Always stop the scheduler when entering kdb
ClosedPublic
Actions

Authored by vangyzen on Oct 24 2018, 4:57 PM.

Details

Reviewers

kib
emaste
markj
jhb
cem

Commits

rS339917: Always stop the scheduler when entering kdb

Summary

Set curthread->td_stopsched when entering kdb via any vector.
Previously, it was only set when entering via panic, so when
entering kdb another way, mutexes and such were still "live",
and an attempt to lock an already locked mutex would panic.

Test Plan

It compiled, with and without SMP. I haven't tested it yet.

Diff Detail

Lint

Lint Passed

Unit

No Test Coverage

Build Status

Buildable 20396
Build 19836: arc lint + arc unit

Event Timeline

vangyzen created this revision.Oct 24 2018, 4:57 PM

Herald added subscribers: dab, badger. · View Herald TranscriptOct 24 2018, 4:57 PM

Harbormaster completed remote builds in B20396: Diff 49565.Oct 24 2018, 4:57 PM

make unset symmetric; academic, but good principle

Harbormaster completed remote builds in B20397: Diff 49566.Oct 24 2018, 5:01 PM

cem added reviewers: kib, emaste, markj.Oct 24 2018, 5:25 PM

cem added a subscriber: cem.

Well, when you are trying to acquire an already locked mutex, you typically accessing some resource which state is inconsistent. You in fact trade the panic into undefined behavior and potentially corrupting the state, which means that the return from ddb to running system is unsafe.

I understand the motivation of your change. Typical answer is that ddb should not call any function that requires locks.

I very rarely return from ddb into the live system, so typically your change would be an improvement for my uses.

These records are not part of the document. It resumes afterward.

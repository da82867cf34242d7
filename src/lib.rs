#![doc = r#"
colorcloud — inspect the color and intensity distribution of an image region in 3D.

The crate loads a raster, samples it (either a window cropped around a pixel or the
whole image shrunk to a maximum size) and renders a 2x3 panel figure to PNG:

- `hist`: every pixel placed in normalized CIE L*a*b* space, drawn in its own color
  from six azimuths, with faint shadows on the far bounding planes.
- `surface`: R, G and B intensities as height fields over (col, row), seen from two
  camera angles.
- `contour`: the surfaces plus iso-intensity lines and row/column profiles flattened
  onto the bounding planes.

It powers the `colorcloud` CLI and can be embedded in your own tools.

Quick start: plot a file
------------------------
```rust,no_run
use std::path::Path;
use colorcloud::{plot_image_to_path, PlotKind, PlotParams};

fn main() -> colorcloud::Result<()> {
    let params = PlotParams {
        plot: PlotKind::Hist,
        ..Default::default()
    };
    let written = plot_image_to_path(Path::new("photo.jpg"), None, &params)?;
    println!("wrote {}", written.display());
    Ok(())
}
```

Crop a window and keep absolute coordinates
-------------------------------------------
```rust
use ndarray::Array3;
use colorcloud::{crop_window, Coords, Raster};

let image = Raster::new(Array3::zeros((200, 50, 3))).unwrap();
let cropped = crop_window(&image, Coords::new(25, 100), 32).unwrap();
assert_eq!(cropped.origin, (9, 84));
assert_eq!(cropped.raster.width(), 32);
```

Error handling
--------------
All fallible functions return `colorcloud::Result<T>`; match on `colorcloud::Error`
for specific cases such as a window that misses the image entirely.

Useful modules
--------------
- [`api`] — high-level entry points.
- [`core`] — `Raster`, `PlotParams` and the resize / crop / color-space transforms.
- [`render`] — plotters-based figure drawing.
- [`io`] — image decoding.
- [`error`] — crate-level `Error` and `Result`.
"#]

pub mod api;
pub mod core;
pub mod error;
pub mod io;
pub mod render;
pub mod types;

// Types
pub use core::params::PlotParams;
pub use core::raster::Raster;
pub use error::{Error, Result};
pub use types::{Coords, PlotKind};

// Transforms
pub use core::processing::colorspace::{LabCloud, LabPoint, project_to_lab};
pub use core::processing::crop::{Cropped, crop_window};
pub use core::processing::resize::{calculate_fit_dimensions, fit_image_size};

// High-level API re-exports
pub use api::{PreparedImage, output_filename, plot_image_to_path, plot_prepared, prepare_image};
pub use io::load_raster;
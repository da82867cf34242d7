//! Figure rendering with plotters: six 3D panels on a fixed 1920x960 canvas,
//! encoded straight to PNG by the bitmap backend.
pub mod scatter;
pub mod surface;
pub mod view;

pub use scatter::draw_lab_cloud;
pub use surface::draw_channel_surfaces;
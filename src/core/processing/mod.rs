pub mod colorspace;
pub mod contour;
pub mod crop;
pub mod resize;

This revision is now accepted and ready to land.Oct 24 2018, 6:50 PM

kib added a reviewer: jhb.Oct 24 2018, 6:51 PM

In D17687#377924, @kib wrote:

Well, when you are trying to acquire an already locked mutex, you typically accessing some resource which state is inconsistent. You in fact trade the panic into undefined behavior and potentially corrupting the state, which means that the return from ddb to running system is unsafe.

I understand the motivation of your change. Typical answer is that ddb should not call any function that requires locks.

I very rarely return from ddb into the live system, so typically your change would be an improvement for my uses.

I totally agree. I raised many of these points in an internal discussion at Isilon. But as you say, it's probably a net-win. Thanks for the review.

zeising added a subscriber: zeising.Oct 25 2018, 12:51 PM

Did a SMP and UP build. Ran a few kdb commands followed by "continue". Tested "dump" with both builds. No problems seen.

Well, it wouldn't panic in ddb itself as ddb catches any panics and reenters. However, it does mean that while you may fail to lock get mutex, I think you can end up unlocking the mutex (e.g. if you panicked while holding a mutex and called a DDB function that tried to recurse and the mutex was not marked as recursive). However, non-panic entries into DDB probably don't hold any locks (at least existing ones).

In D17687#378257, @jhb wrote:

Well, it wouldn't panic in ddb itself as ddb catches any panics and reenters. However, it does mean that while you may fail to lock get mutex, I think you can end up unlocking the mutex (e.g. if you panicked while holding a mutex and called a DDB function that tried to recurse and the mutex was not marked as recursive). However, non-panic entries into DDB probably don't hold any locks (at least existing ones).

sysctl entry locks Giant. I added ddb functions lockgiant and unlockgiant. They worked, but when I left ddb, it panicked because sysctl tried to unlock Giant, but sysctl didn't own the lock.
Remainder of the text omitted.